I'm holding off until weekend after next and I have a year pass. 

Pick the closest pier to you and start from there. None are truly better than the others. Some are longer and better for spanish like Springmaid and Apache, some are shorter but have better bottom like 2nd Ave does, Garden City has the best bar but is shorter and tall, Apache is the place to be if you want to learn to fish for kings.
Don't know nothing about surfside or Cherry grove so I'll keep my mouth shut on those.


----------



## dollarbill (Nov 1, 2014)

2nd avenue pier is great for bottom fishing , great people own and fish it . It also produces fish............They have a nice open air restaurant / bar to enjoy aswell.


----------



## hobbit12271980 (Mar 24, 2015)

Was a apache pier Saturday and only saw two skates caught


----------



## daprez (Jul 2, 2013)

dollarbill said:


> 2nd avenue pier is great for bottom fishing , great people own and fish it . It also produces fish............They have a nice open air restaurant / bar to enjoy aswell.

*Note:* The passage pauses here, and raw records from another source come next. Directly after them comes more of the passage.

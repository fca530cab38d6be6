//!
//! FlowEdge and constant cost function `ConstCost` definition
//!
use super::{Capacity, Cost};

/// Edge of a petgraph flow graph
///
/// * `capacity()`: capacity `u(e)`
///
/// `[0, u], c`
pub trait FlowEdge {
    /// Capacity of the edge, Upper limit of the flow
    fn capacity(&self) -> Capacity;
}

/// Edge of a petgraph flow graph with constant cost
///
/// * `cost()`: cost per unit flow `c(e)`
pub trait ConstCost {
    /// constant Cost-per-unit-flow of the edge
    fn cost(&self) -> Cost;
}

/// `(capacity, cost)` tuples can be used as edge weights directly
impl FlowEdge for (Capacity, Cost) {
    fn capacity(&self) -> Capacity {
        self.0
    }
}

impl ConstCost for (Capacity, Cost) {
    fn cost(&self) -> Cost {
        self.1
    }
}
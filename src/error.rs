//!
//! Error type shared by every solver in the crate
//!
use crate::network::{Capacity, Cost, Vertex};

/// Errors raised while building or solving a flow network
#[derive(Debug, Clone, PartialEq, Eq, thiserror::Error)]
pub enum FlowError {
    /// an edge or a terminal refers to a vertex outside `[0, n)`
    #[error("vertex {vertex} is out of range (vertex count is {vertex_count})")]
    VertexOutOfRange { vertex: Vertex, vertex_count: usize },

    /// edges must be added with a non-negative capacity
    #[error("capacity must be non-negative, got {capacity}")]
    NegativeCapacity { capacity: Capacity },

    #[error("source and sink are the same vertex {0}")]
    SourceIsSink(Vertex),

    /// A negative cycle is reachable from the source.
    ///
    /// `sent` and `cost` are what earlier rounds of the same call already
    /// pushed into the residual network.
    #[error("negative cycle reachable from the source (committed flow {sent}, cost {cost})")]
    NegativeCycle { sent: Capacity, cost: Cost },

    /// The sink became unreachable before an exact demand was met.
    #[error("sink unreachable with remaining demand (committed flow {sent}, cost {cost})")]
    Infeasible { sent: Capacity, cost: Cost },

    /// a flow or cost total left the 64-bit range
    #[error("flow or cost arithmetic overflowed a 64-bit integer")]
    Overflow,

    #[error("unknown algorithm name {0:?}")]
    ParseAlgorithm(String),
}

pub type Result<T> = std::result::Result<T, FlowError>;
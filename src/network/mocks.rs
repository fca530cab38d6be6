use super::base::{FlowEdgeBase, FlowGraph};
use super::Cost;
use petgraph::graph::{Graph, NodeIndex};
use rand::rngs::StdRng;
use rand::{Rng, SeedableRng};

/// install env_logger once per test binary; RUST_LOG controls the level
pub fn init_logger() {
    let _ = env_logger::builder().is_test(true).try_init();
}

/// mock graph generation functions
///
/// ```text
///     1
///   /   \
/// 0       3
///   \   /
///     2
/// ```
///
/// 0->1 [0,2] 1, 0->2 [0,1] 2, 1->3 [0,1] 1, 2->3 [0,2] 1
///
/// max flow is 2, and its min cost is 5 (0-1-3 costs 2, 0-2-3 costs 3)
pub fn mock_diamond() -> FlowGraph {
    let mut graph: FlowGraph = Graph::new();
    let a = graph.add_node(());
    let b = graph.add_node(());
    let c = graph.add_node(());
    let d = graph.add_node(());
    graph.add_edge(a, b, FlowEdgeBase::new(2, 1));
    graph.add_edge(a, c, FlowEdgeBase::new(1, 2));
    graph.add_edge(b, d, FlowEdgeBase::new(1, 1));
    graph.add_edge(c, d, FlowEdgeBase::new(2, 1));
    graph
}

/// parallel edges between 0->1 and 2->3, self loops on 0 and 2.
/// max flow from 0 to 3 is 6
pub fn mock_parallel_and_loops() -> FlowGraph {
    let mut graph: FlowGraph = Graph::new();
    let s = graph.add_node(());
    let a = graph.add_node(());
    let b = graph.add_node(());
    let t = graph.add_node(());
    graph.add_edge(s, a, FlowEdgeBase::new(3, 1));
    graph.add_edge(s, a, FlowEdgeBase::new(2, 5));
    graph.add_edge(s, s, FlowEdgeBase::new(4, 0));
    graph.add_edge(a, t, FlowEdgeBase::new(3, 1));
    graph.add_edge(s, b, FlowEdgeBase::new(2, 2));
    graph.add_edge(b, b, FlowEdgeBase::new(1, 1));
    graph.add_edge(b, t, FlowEdgeBase::new(1, 1));
    graph.add_edge(b, t, FlowEdgeBase::new(5, 3));
    graph.add_edge(a, b, FlowEdgeBase::new(1, 0));
    graph
}

/// negative costs, no cycle. min cost max flow from 0 to 3 is (3, 4)
pub fn mock_negative_cost_network() -> FlowGraph {
    let mut graph: FlowGraph = Graph::new();
    let s = graph.add_node(());
    let a = graph.add_node(());
    let b = graph.add_node(());
    let t = graph.add_node(());
    graph.add_edge(s, a, FlowEdgeBase::new(2, 2));
    graph.add_edge(s, b, FlowEdgeBase::new(2, 4));
    graph.add_edge(a, b, FlowEdgeBase::new(1, -3));
    graph.add_edge(a, t, FlowEdgeBase::new(1, 1));
    graph.add_edge(b, t, FlowEdgeBase::new(2, -1));
    graph
}

/// cycle 1->2->1 of cost -2 with spare capacity, reachable from 0
pub fn mock_negative_cycle_network() -> FlowGraph {
    let mut graph: FlowGraph = Graph::new();
    let s = graph.add_node(());
    let a = graph.add_node(());
    let b = graph.add_node(());
    let t = graph.add_node(());
    graph.add_edge(s, a, FlowEdgeBase::new(1, 1));
    graph.add_edge(a, b, FlowEdgeBase::new(2, -3));
    graph.add_edge(b, a, FlowEdgeBase::new(2, 1));
    graph.add_edge(b, t, FlowEdgeBase::new(1, 1));
    graph
}

///
/// random network of `n` nodes and `m` edges with capacity in `[0, 5]`
/// and cost in `[min_cost, min_cost + 9]`.
/// Parallel edges and self loops appear as they come.
///
pub fn mock_random_network(seed: u64, n: usize, m: usize, min_cost: Cost) -> FlowGraph {
    let mut rng = StdRng::seed_from_u64(seed);
    let mut graph: FlowGraph = Graph::new();
    for _ in 0..n {
        graph.add_node(());
    }
    for _ in 0..m {
        let v = NodeIndex::new(rng.gen_range(0..n));
        let w = NodeIndex::new(rng.gen_range(0..n));
        let capacity = rng.gen_range(0..=5);
        let cost = rng.gen_range(min_cost..=min_cost + 9);
        graph.add_edge(v, w, FlowEdgeBase::new(capacity, cost));
    }
    graph
}

#[cfg(test)]
mod tests {
    use super::*;

    #[test]
    fn random_network_is_reproducible() {
        let a = mock_random_network(7, 5, 10, -2);
        let b = mock_random_network(7, 5, 10, -2);
        assert_eq!(a.edge_count(), 10);
        let edges = |g: &FlowGraph| -> Vec<_> {
            g.raw_edges()
                .iter()
                .map(|e| (e.source(), e.target(), e.weight.capacity, e.weight.cost))
                .collect()
        };
        let (ea, eb) = (edges(&a), edges(&b));
        assert_eq!(ea, eb);
        assert!(ea.iter().all(|&(_, _, c, w)| (0..=5).contains(&c) && (-2..=7).contains(&w)));
    }
}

isn't that where the wild hogs biker gang hangs out?


----------



## dollarbill (Nov 1, 2014)

Daprez ? Daprez of what ? Lol i request a name change please lol you know people read these these forums right ? People that dont know better might actually think there is some kind of gang or whatever at 2nd av. Which there is not ! Its a good pier to take family and kids ..


----------



## Scooter2001 (Nov 2, 2009)

When I lived on the coast 2nd Avenue was by far my favorite pier to fish. So much structure around that pier.


----------



## surffishingsc (Mar 4, 2014)

I was caught a pair of women's underwear off of Springmaid Pier , (no joke) so you never know!


----------



## Colton Spear (Mar 28, 2015)

hows the pier fishing been in the last week? picking up any?


----------



## SmoothLures (Feb 13, 2008)

Colton Spear said:


> hows the pier fishing been in the last week? picking up any?


There are some fish now, but it's not hot action yet. Any day now.


----------



## Wingbone (Jun 8, 2014)

surffishingsc said:


> I was caught a pair of women's underwear off of Springmaid Pier , (no joke) so you never know!


Did they look like a ribbon fish or a large flounder?


----------